The deficit is said to be largely driven by an investment of just over £500,000 on “business service transformation” to improve the efficiency of its central function.
The academy trust says the investment will bring savings of £3.4 million over a five-year project period.
In a statement, Dixons said it had “looked inside and beyond the education sector to create a meaningfully different, meaningfully better model” to running its business services.
It added: “The changes we are making to business services ensure that every demand for service is logged, target dates set and our performance on delivering to this commitment is measured and reported.”
Trust reserves
At the end of August the trust’s total reserves were £6.341 million - down from £7.871 million in the year ending August 2023.
As a percentage of total income, this amounts to 5.62 per cent - above the 5 per cent threshold set out by the DfE.
says that trusts have flexibility to decide the appropriate level of reserves they hold.
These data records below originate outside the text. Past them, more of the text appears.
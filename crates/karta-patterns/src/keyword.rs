//! Step conjunctions and the step types they introduce.
//!
//! Every step line in a feature starts with a conjunction. The conjunction
//! decides whether the line is a plain step, a condition guarding a nested
//! block, or a loop repeating one.

use std::fmt;
use std::str::FromStr;

/// Structural type of a step.
#[derive(Debug, Clone, Copy, PartialEq, Eq, Hash)]
#[cfg_attr(
    feature = "serde",
    derive(serde::Serialize, serde::Deserialize),
    serde(rename_all = "SCREAMING_SNAKE_CASE")
)]
pub enum StepType {
    /// A plain action or assertion.
    Step,
    /// A guard running its nested steps once when truthy.
    Condition,
    /// A guard repeating its nested steps while truthy.
    Loop,
}

/// Textual prefix of a step line.
#[derive(Debug, Clone, Copy, PartialEq, Eq, Hash)]
#[cfg_attr(feature = "serde", derive(serde::Serialize, serde::Deserialize))]
pub enum Conjunction {
    /// Setup preconditions for a scenario.
    Given,
    /// Perform an action.
    When,
    /// Assert an outcome.
    Then,
    /// Continue the previous step kind.
    And,
    /// Contrasting continuation.
    But,
    /// `If` condition.
    If,
    /// `Condition:` condition.
    Condition,
    /// Loop while the guard holds.
    While,
    /// Loop guarded by an `Until` line; the guard handler decides when to stop.
    Until,
}

impl Conjunction {
    /// Every conjunction, in declaration order.
    pub const ALL: [Self; 9] = [
        Self::Given,
        Self::When,
        Self::Then,
        Self::And,
        Self::But,
        Self::If,
        Self::Condition,
        Self::While,
        Self::Until,
    ];

    /// Return the conjunction as written in feature text.
    ///
    /// # Examples
    ///
    /// ```
    /// use karta_patterns::Conjunction;
    ///
    /// assert_eq!(Conjunction::Given.as_str(), "Given");
    /// assert_eq!(Conjunction::Condition.as_str(), "Condition");
    /// ```
    #[must_use]
    pub const fn as_str(&self) -> &'static str {
        match self {
            Self::Given => "Given",
            Self::When => "When",
            Self::Then => "Then",
            Self::And => "And",
            Self::But => "But",
            Self::If => "If",
            Self::Condition => "Condition",
            Self::While => "While",
            Self::Until => "Until",
        }
    }

    /// Step type introduced by this conjunction.
    ///
    /// # Examples
    ///
    /// ```
    /// use karta_patterns::{Conjunction, StepType};
    ///
    /// assert_eq!(Conjunction::But.step_type(), StepType::Step);
    /// assert_eq!(Conjunction::If.step_type(), StepType::Condition);
    /// assert_eq!(Conjunction::Until.step_type(), StepType::Loop);
    /// ```
    #[must_use]
    pub const fn step_type(&self) -> StepType {
        match self {
            Self::Given | Self::When | Self::Then | Self::And | Self::But => StepType::Step,
            Self::If | Self::Condition => StepType::Condition,
            Self::While | Self::Until => StepType::Loop,
        }
    }
}

impl fmt::Display for Conjunction {
    fn fmt(&self, f: &mut fmt::Formatter<'_>) -> fmt::Result {
        f.write_str(self.as_str())
    }
}

/// Error returned when parsing a [`Conjunction`] from a string fails.
///
/// Contains the unrecognised text for diagnostic purposes.
#[derive(Debug, Clone, PartialEq, Eq)]
pub struct ConjunctionParseError(pub String);

impl fmt::Display for ConjunctionParseError {
    fn fmt(&self, f: &mut fmt::Formatter<'_>) -> fmt::Result {
        write!(f, "invalid step conjunction: {}", self.0)
    }
}

impl std::error::Error for ConjunctionParseError {}

impl FromStr for Conjunction {
    type Err = ConjunctionParseError;

    fn from_str(value: &str) -> Result<Self, Self::Err> {
        let trimmed = value.trim().trim_end_matches(':');
        Self::ALL
            .into_iter()
            .find(|c| trimmed.eq_ignore_ascii_case(c.as_str()))
            .ok_or_else(|| ConjunctionParseError(value.trim().to_string()))
    }
}

impl TryFrom<&str> for Conjunction {
    type Error = ConjunctionParseError;

    fn try_from(value: &str) -> Result<Self, Self::Error> {
        value.parse()
    }
}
However, it reviews academy trusts’ reserve levels and can engage with trusts with reserve ratios below 5 per cent.
The accounts highlight that seven of Dixons’ academies are rated as “outstanding” by Ofsted, including a former sponsored academy that was previously rated as being “inadequate” with special measures.
The trust’s accounts also say that its strategic plan includes working on a series of “big moves”, which it describes as “breakout opportunities that are hard to reverse”.
Its “big move” areas include its business service transformation; standards; attendance; joy; reading; transformation through coaching, implementation and teaching; and its multi-disciplinary teams and SEND.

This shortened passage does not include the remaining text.